Locals in one Melbourne suburb are standing up against a rising tide of neo-Nazi activity in their community. Ruby Alexander reports.

“Stand up fight back” was the chant echoing through the quiet suburban streets of Sunshine West as hundreds of concerned locals gathered to protest the rise of neo-Nazi movements.

In response to violent clashes with neo-Nazis in Melbourne, a diverse group of people congregated in the carpark of a supermarket to voice their opposition and march down to the Legacy gym, a facility owned and run by alleged neo-Nazis. The rally was organised by the Campaign Against Racism And Fascism and the National Union of Students Queer/LGBTI.

Grace Hill, the National Union of Students LGBTI officer and one of the organisers of the Sunshine rally, told The Burne: “I want to drive Nazis off the streets of Melbourne ... earlier in the year I was organising an anti-transphobia rally in the city and Nazis turned up as part of the transphobe crowd, with a big banner saying 'Destroy pedo freaks' in reference to LGBTI people.

"So, I'm here because the struggle to LGBTI rights is reality linked with the struggle for everything else that these Nazis are fighting against.”

Protestors marching towards Legacy Gym in Sunshine. (Photo: Ruby Alexander)

Ms Hill said rally organisers were hoping to unite anti-racists and fight back against racism and fascism.

“We mostly wanna drive the Nazis out, we don't think they should be able to just operate openly in the suburb of Sunshine."

The rising tensions and violent clashes have prompted calls for change and action from the government. In response to the anti-immigration rally in May, the Andrews government moved to ban the Nazi salute in Victoria.

However, with confrontations escalating and becoming increasingly more violent, people are demanding further action from the government. 

Grace Hill address the anti-Nazi rally. (Photo: Ruby Alexander)

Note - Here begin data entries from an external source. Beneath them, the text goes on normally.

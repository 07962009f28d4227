//! Page view for the directory client.
//!
//! The page has two regions, a show list and an episode list. A renderer
//! replaces a region's contents wholesale from a record sequence; nothing is
//! ever diffed or read back. The episode region starts hidden, is revealed
//! when episodes render, and is hidden again whenever a new show list
//! renders. Each region stamps its fetch requests with a generation so that
//! a slow earlier response can never overwrite a newer one.

use crate::directory::{Episode, Show};

/// Token identifying one fetch request issued against a page region.
///
/// Obtained from [`PageView::begin_show_request`] or
/// [`PageView::begin_episode_request`] and handed back with the render call
/// for the response. A render is applied only while its token is still the
/// latest one issued for that region.
#[derive(Debug, Clone, Copy, PartialEq, Eq)]
pub struct Generation(u64);

/// The identifier and label retained for each rendered show, backing the
/// per-show "Episodes" action.
#[derive(Debug, Clone, PartialEq)]
pub struct ShowAction {
    pub id: u64,
    pub name: String,
}

/// A line-oriented page region whose contents are replaced wholesale.
#[derive(Debug, Default)]
struct Region {
    lines: Vec<String>,
    issued: u64,
}

impl Region {
    fn begin_request(&mut self) -> Generation {
        self.issued += 1;
        Generation(self.issued)
    }

    fn is_current(&self, generation: Generation) -> bool {
        generation.0 == self.issued
    }

    fn replace(&mut self, lines: Vec<String>) {
        self.lines = lines;
    }
}

/// The visible page: show list plus an episode list that can be hidden.
#[derive(Debug, Default)]
pub struct PageView {
    shows: Region,
    episodes: Region,
    episodes_visible: bool,
    actions: Vec<ShowAction>,
}

impl PageView {
    pub fn new() -> Self {
        Self::default()
    }

    /// Stamps a new show-list request.
    ///
    /// The returned token must accompany the eventual render call for the
    /// response; issuing a newer token invalidates all older ones.
    pub fn begin_show_request(&mut self) -> Generation {
        self.shows.begin_request()
    }

    /// Stamps a new episode-list request.
    pub fn begin_episode_request(&mut self) -> Generation {
        self.episodes.begin_request()
    }

    /// Replaces the show list with one entry per record.
    ///
    /// Hides the episode region unconditionally first: a new search always
    /// collapses any prior episode view. Returns false when the token is
    /// stale, in which case the page is left untouched.
    pub fn render_shows(&mut self, generation: Generation, shows: &[Show]) -> bool {
        if !self.shows.is_current(generation) {
            return false;
        }

        self.episodes_visible = false;
        self.actions = shows
            .iter()
            .map(|show| ShowAction {
                id: show.id,
                name: show.name.clone(),
            })
            .collect();

        let mut lines = Vec::new();
        for (index, show) in shows.iter().enumerate() {
            lines.extend(show_entry(index, show));
        }
        self.shows.replace(lines);
        true
    }

    /// Replaces the show list with a single message line.
    ///
    /// Used as the empty state when a search fails; also hides the episode
    /// region and drops all show actions, like a regular show render.
    pub fn render_show_message(&mut self, generation: Generation, message: &str) -> bool {
        if !self.shows.is_current(generation) {
            return false;
        }

        self.episodes_visible = false;
        self.actions.clear();
        self.shows.replace(vec![message.to_string()]);
        true
    }

    /// Replaces the episode list with one line per record and reveals the
    /// region. Revealing is idempotent. Returns false on a stale token.
    pub fn render_episodes(&mut self, generation: Generation, episodes: &[Episode]) -> bool {
        if !self.episodes.is_current(generation) {
            return false;
        }

        self.episodes
            .replace(episodes.iter().map(episode_line).collect());
        self.episodes_visible = true;
        true
    }

    /// Replaces the episode list with a single message line and reveals the
    /// region, so a failed fetch is not a silent no-op.
    pub fn render_episode_message(&mut self, generation: Generation, message: &str) -> bool {
        if !self.episodes.is_current(generation) {
            return false;
        }

        self.episodes.replace(vec![message.to_string()]);
        self.episodes_visible = true;
        true
    }

    /// The rendered show-list lines.
    pub fn show_lines(&self) -> &[String] {
        &self.shows.lines
    }

    /// The rendered episode-list lines, or None while the region is hidden.
    pub fn episode_lines(&self) -> Option<&[String]> {
        self.episodes_visible.then_some(self.episodes.lines.as_slice())
    }

    /// The "Episodes" actions of the currently rendered show list.
    pub fn show_actions(&self) -> &[ShowAction] {
        &self.actions
    }
}

/// Formats one show as a block of lines: numbered name with the directory
/// identifier, poster URL, and the summary with its markup converted to
/// plain text for the terminal.
fn show_entry(index: usize, show: &Show) -> Vec<String> {
    let mut entry = vec![
        format!("{}. {} [id {}]", index + 1, show.name, show.id),
        format!("   {}", show.image),
    ];
    let summary = nanohtml2text::html2text(&show.summary);
    for line in summary.trim().lines().filter(|line| !line.is_empty()) {
        entry.push(format!("   {line}"));
    }
    entry
}

/// Formats one episode line.
fn episode_line(episode: &Episode) -> String {
    format!(
        "Season {}, Ep. {}: {}",
        episode.season, episode.number, episode.name
    )
}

Victorian Greens leader Samantha Ratnam told the rally: “They go beyond banning symbols and gestures which are important, but we know that these movements will find new symbols and will find new gestures to grow and spread their hate. So it's really important we get to the bottom of why these groups exist in the first place and why people are gravitating towards them and joining and strengthening their movements.”

Sabrina, an activist who participated in the Sunshine rally, said: "Why are the Nazis here in the first place? That means something is not happening. Also, the government is not doing much in general, especially regarding the state of the climate and the rights of indigenous people. So, yeah, they need to be doing more."

Victorian Greens leader Samantha Ratnam speaking at the protest. (Photo: Ruby Alexander) 

Protester Sabrina demanded more goverment action against neo-Nazi activity. (Photo: Ruby Alexander)

This rally came as a response to several recent incidents in Melbourne.

In March, at a pro-transgender rights rally outside Parliament, a group of neo-Nazis from the Nationalist Socialist Network marched along Spring Street dressed in all black, repeatedly performing the Nazi salute in protest.

In May, neo-Nazis clashed with police and counter-protesters at an anti-immigration rally. Glass jars were hurled towards the neo-Nazis before police used capsicum spray and arrested several people.

And last week neo-Nazis dressed and black and armed with knives attempted to crash an anti-fascist fundraiser held at Cafe Gummo in Thornbury but were fought off and chased down the street.